O Hospital de Clínicas é um dos quatro centros de referência capacitados para este tipo de atendimento em todo o país. O programa de Transtorno de Identidade de Gênero inclui o acompanhamento dos pacientes durante dois anos. Eles são monitorados por uma equipe com mais de 20 profissionais da medicina e da psicologia até terem certeza que a cirurgia de adequação do sexo é mesmo a melhor alternativa.

“Nós já fizemos mais de 150 cirurgias desde 2000. Já avaliamos mais de 400 pacientes. Portanto, nem todos os pacientes acabam evoluindo para o procedimento cirúrgico, porque desistem ou porque procuram outros serviços”, conta Maria Inês.

Para Renato, a decisão já está tomada há muito tempo. Há sete anos, ele espera para fazer a remoção das mamas pelo Sistema Único de Saúde (SUS). “Ele vai me fazer eu me sentir bem melhor. Eu vou poder botar uma camisa só, não um monte de roupa, para poder sair na rua”, exemplifica. Nei desistiu de esperar e pagou pela cirurgia no ano passado. “É como renascer novamente. Nascer próximo daquilo que tu desejas ser. Uma realização”, descreve.

Rejeição ao próprio corpo começa na infância
É na infância, quando as características físicas masculinas e femininas ficam mais evidentes, que a rejeição com o próprio corpo aumenta. Muitos não conseguem entender o que estão sentindo, sofrem com o preconceito e com a falta de acolhimento na família. Por isso, sofrem mais também de depressão e de ansiedade.

Mas esses problemas podem ser evitados se a disforia de gênero for identificada ainda na infância. Por isso, a equipe de especialistas do Hospital de Clínicas começa uma pesquisa com crianças. O hospital está selecionando voluntários para o programa. Dois pacientes já estão fazendo o acompanhamento, que começa aos seis anos e deve seguir até a adolescência.

“Não significa que elas vão evoluir para uma disforia de gênero. Mas a gente sabe, os nossos pacientes trazem isso, as pesquisas mostram, que esta população sofre muito preconceito desde a infância, dificuldade da família de lidar com isso, das escolas, então a gente tem a ideia de trabalhar com prevenção”, conta a psicóloga Bianca Soll.

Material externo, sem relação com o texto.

// ============================================================
// Layer 6 - Scaler Store
// ============================================================
// Loads the fitted preprocessing parameters for each sensor.
//
// One JSON file per sensor, named after Sensor::scaler_file_stem:
//
//   scalers/
//     acc_mag.scaler.json
//     mag_mag.scaler.json
//     gyr_mag.scaler.json
//
// Each file carries both transformers' parameters, one value
// per window position:
//
//   { "lambdas": [...], "means": [...], "scales": [...] }
//
// The same document is decoded twice, once as the power
// transformer's config and once as the scaler's, so either
// can grow fields without touching the other.

use anyhow::{bail, Context, Result};
use std::{fs, path::PathBuf};

use crate::data::preprocessor::{
    PowerTransformer, PowerTransformerConfig,
    StandardScaler, StandardScalerConfig,
};
use crate::domain::{sensor::Sensor, traits::Preprocessor};

pub struct ScalerStore {
    dir: PathBuf,
}

impl ScalerStore {
    pub fn new(dir: impl Into<PathBuf>) -> Self {
        Self { dir: dir.into() }
    }

    pub fn path_for(&self, sensor: Sensor) -> PathBuf {
        self.dir.join(format!("{}.json", sensor.scaler_file_stem()))
    }

    /// Load the [PowerTransformer, StandardScaler] chain for one sensor.
    pub fn load(&self, sensor: Sensor, window_length: usize) -> Result<Vec<Box<dyn Preprocessor>>> {
        let path = self.path_for(sensor);
        let json = fs::read_to_string(&path)
            .with_context(|| format!("Cannot read scaler config '{}'", path.display()))?;
        let doc: serde_json::Value = serde_json::from_str(&json)
            .with_context(|| format!("Invalid JSON in '{}'", path.display()))?;

        let power: PowerTransformerConfig = serde_json::from_value(doc.clone())
            .with_context(|| format!("'{}' has no valid \"lambdas\"", path.display()))?;
        let scaler: StandardScalerConfig = serde_json::from_value(doc)
            .with_context(|| format!("'{}' has no valid \"means\"/\"scales\"", path.display()))?;

        for (name, len) in [
            ("lambdas", power.lambdas.len()),
            ("means",   scaler.means.len()),
            ("scales",  scaler.scales.len()),
        ] {
            if len != window_length {
                bail!(
                    "'{}': {name} has {len} entries but windows have {window_length}",
                    path.display()
                );
            }
        }

        tracing::debug!("Loaded scalers for {} from '{}'", sensor, path.display());
        Ok(vec![
            Box::new(PowerTransformer::new(power)),
            Box::new(StandardScaler::new(scaler)),
        ])
    }
}

#[cfg(test)]
mod tests {
    use super::*;

    fn write_scaler(dir: &std::path::Path, sensor: Sensor, len: usize) {
        let doc = serde_json::json!({
            "lambdas": vec![1.0; len],
            "means":   vec![1.0; len],
            "scales":  vec![2.0; len],
        });
        let path = dir.join(format!("{}.json", sensor.scaler_file_stem()));
        fs::write(path, doc.to_string()).unwrap();
    }

    #[test]
    fn test_loads_chain_in_order() {
        let dir = tempfile::tempdir().unwrap();
        write_scaler(dir.path(), Sensor::AccMag, 3);

        let chain = ScalerStore::new(dir.path()).load(Sensor::AccMag, 3).unwrap();
        assert_eq!(chain.len(), 2);

        // λ = 1 is the identity, then (x - 1) / 2
        let out = crate::data::preprocessor::apply_all(&chain, vec![5.0, 1.0, 3.0]);
        assert_eq!(out, vec![2.0, 0.0, 1.0]);
    }

    #[test]
    fn test_rejects_length_mismatch() {
        let dir = tempfile::tempdir().unwrap();
        write_scaler(dir.path(), Sensor::GyrMag, 4);

        let err = ScalerStore::new(dir.path()).load(Sensor::GyrMag, 500).unwrap_err();
        assert!(err.to_string().contains("lambdas has 4 entries"));
    }

    #[test]
    fn test_missing_file_names_the_path() {
        let dir = tempfile::tempdir().unwrap();
        let err = ScalerStore::new(dir.path()).load(Sensor::MagMag, 500).unwrap_err();
        assert!(err.to_string().contains("mag_mag.scaler.json"));
    }
}
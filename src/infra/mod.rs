// ============================================================
// Layer 6 - Infrastructure Layer
// ============================================================
// Persistence that the other layers share:
//
//   checkpoint.rs   - Saving and loading built models
//                     Stores the ModelConfig as JSON and the
//                     parameters with Burn's CompactRecorder so
//                     a model can be rebuilt and reloaded.
//
//   scaler_store.rs - Fitted preprocessing parameters
//                     Reads the per-sensor power transformer and
//                     standard scaler configs used before inference.
//
// Reference: Rust Book §9 (Error Handling with anyhow)
//            Burn Book §5 (Checkpointing)

/// Model config and weight persistence
pub mod checkpoint;

/// Per-sensor preprocessing parameters
pub mod scaler_store;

Renato e Nei também querem fazer a retirada completa do útero e dos ovários. Junto com a mastectomia, estes procedimentos passaram ser financiados pelo SUS através de uma portaria, lançada pelo Ministério da Saúde em novembro do ano passado. Mas o repasse de recursos, no caso dos transexuais masculinos, ainda espera autorização.

“A portaria de novembro de 2013 foi constituída para este fim, mas não está valendo ainda. Os documentos que o Hospital de Clínicas já preparou, o convênio foi enviado para a Secretaria Municipal da Saúde de Porto Alegre, que tem um caminho até a Secretaria do Estado até o Ministério da Saúde. Então, nós ainda estamos aguardando que os pacientes possam ser atendidos”, relata Maria Inês.

Para quem luta pelo direito a uma nova identidade de gênero, os recursos devem vir junto com conhecimento. E mais facilidade de acesso aos serviços. “É muito importante a cirurgia, faz com que a gente relaxe, consiga viver tranquilo, sair na rua, enfim, conseguir viver bem. E viver bem com a gente mesmo, que é o mais importante”, diz Nei.

A Secretaria de Saúde de Porto Alegre e o Ministério da Saúde informaram que as cirurgias de adequação de gênero de mulher para homem ainda são consideradas experimentais e por isso o dinheiro é liberado pelo governo federal apenas depois do procedimento.